Point is: I did not mention my facial piercing and I only mentioned one of my ~15 tattoos on the Self-Assessment Medical Form. I currently work in a creative field, so my appearance is acceptable as is -- yet I don't want to shake up my reviewers too much. I'm going to do my damnedest to hide them at all times and I feared revealing everything would work against me.

Just as an anecdote, one of the other ALTs I worked with had been a JET and was actually a direct hire by the BOE, and he had a tattoo that was half-visible when he wore short sleeves, which he wore all the time, so it's not necessarily completely forbidden.

JET ProgramCoordinator SF
November 14th, 2014, 06:22
I have one facial piercing that I intend to remove during the interview and, if I'm accepted, during orientation/school time/community events/etc. I also have a LOT of tattoos, but as long as I am wearing long-sleeves and pants you cannot see them. I know I'll get hot in the summer months, but I am prepared to make that "sacrifice" (although I don't consider it to be one since I really want to be a JET). While internationalization is a huge component of the program, I believe caution and assimilation is appropriate for more "alternative" types like myself.

Point is: I did not mention my facial piercing and I only mentioned one of my ~15 tattoos on the Self-Assessment Medical Form.
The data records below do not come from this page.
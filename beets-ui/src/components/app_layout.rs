//! App layout view component

use dioxus::prelude::*;

/// Title bar on top, scrolling page content below, and a slot for overlays
/// (toasts, modals).
#[component]
pub fn AppLayoutView(
    children: Element,
    #[props(default)] title_bar: Option<Element>,
    #[props(default)] extra: Option<Element>,
) -> Element {
    rsx! {
        div { class: "h-screen flex flex-col bg-gray-900 text-gray-200",
            if let Some(tb) = title_bar {
                {tb}
            }
            main { class: "flex-1 overflow-y-auto", {children} }
            if let Some(ex) = extra {
                {ex}
            }
        }
    }
}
I currently work in a creative field, so my appearance is acceptable as is -- yet I don't want to shake up my reviewers too much. I'm going to do my damnedest to hide them at all times and I feared revealing everything would work against me.

Again, lying on your form is a very bad idea. That's one of the few surefire ways that can get you disqualified. All of your info on those forms eventually makes its way to your Contracting Organization. If you tell them that you only have one tattoo and suddenly you have 15, well that could be quite startling to them. Sure it's possible that you may have gotten 14 tattoos since you filled out your application, but we know that's unlikely. I had a friend who had tattoos on his wrists and he wore long sleeves during the summer to keep them covered up. Eventually he eased his schools into the idea that he has tattoos and could wear short sleeved shirts. Every situation is different, but again, piercings and tattoos aren't going to negatively affect you on the application.

hello_kupo
November 14th, 2014, 06:27
Just as an anecdote, one of the other ALTs I worked with had been a JET and was actually a direct hire by the BOE, and he had a tattoo that was half-visible when he wore short sleeves, which he wore all the time, so it's not necessarily completely forbidden.
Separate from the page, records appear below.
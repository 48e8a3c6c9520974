//! beets-ui - Stores and view components for the beets web front-end
//!
//! Components are pure and props-based: they draw the render descriptions
//! produced by the `beets-core` controllers and report user events through
//! callbacks. Fetching lives in the web crate.

pub mod components;
pub mod stores;
pub mod timers;

pub use components::*;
Yeah, from what I've seen on the net it seems that it's a pretty mixed reception. Of course, I'd be thrilled to just let it all hang out, but I worry about it being more distracting to students rather than offensive. We'll see. If I get in, maybe my secret will come out over nomikai with the JTE and they'll be all "Pssh, don't worry about it."

ambrosse
November 14th, 2014, 06:28
Most women, and a good handful of men, have ear piercings. I do, so I just said that I had one traditional lobe piercing in each ear. No biggie.
I would think that if you had monstrous gauges or the likes, that would be a problem.

hello_kupo
November 14th, 2014, 06:32
Again, lying on your form is a very bad idea..

I totally get what you're saying, SF. I wrestled with what I was going to declare on my app for weeks. I don't mean to encourage lying on the form -- rather I'm just sharing what I decided to do. The tattoos on my ribs, chest and thighs are the largest and most numerous, but all of them are only seen when I'm in a bathing suit or underwear. Those in particular seemed really unnecessary to mention. The ones on my arms and calves are the most concerning and I mentioned the one tattoo that is prone to accidental exposure. However, I do plan to be extremely vigilant about them and I take it very seriously.

word
November 14th, 2014, 11:08
I also have a LOT of tattoos, but as long as I am wearing long-sleeves and pants you cannot see them. I know I'll get hot in the summer months, but I am prepared to make that "sacrifice" (although I don't consider it to be one since I really want to be a JET).This was my plan.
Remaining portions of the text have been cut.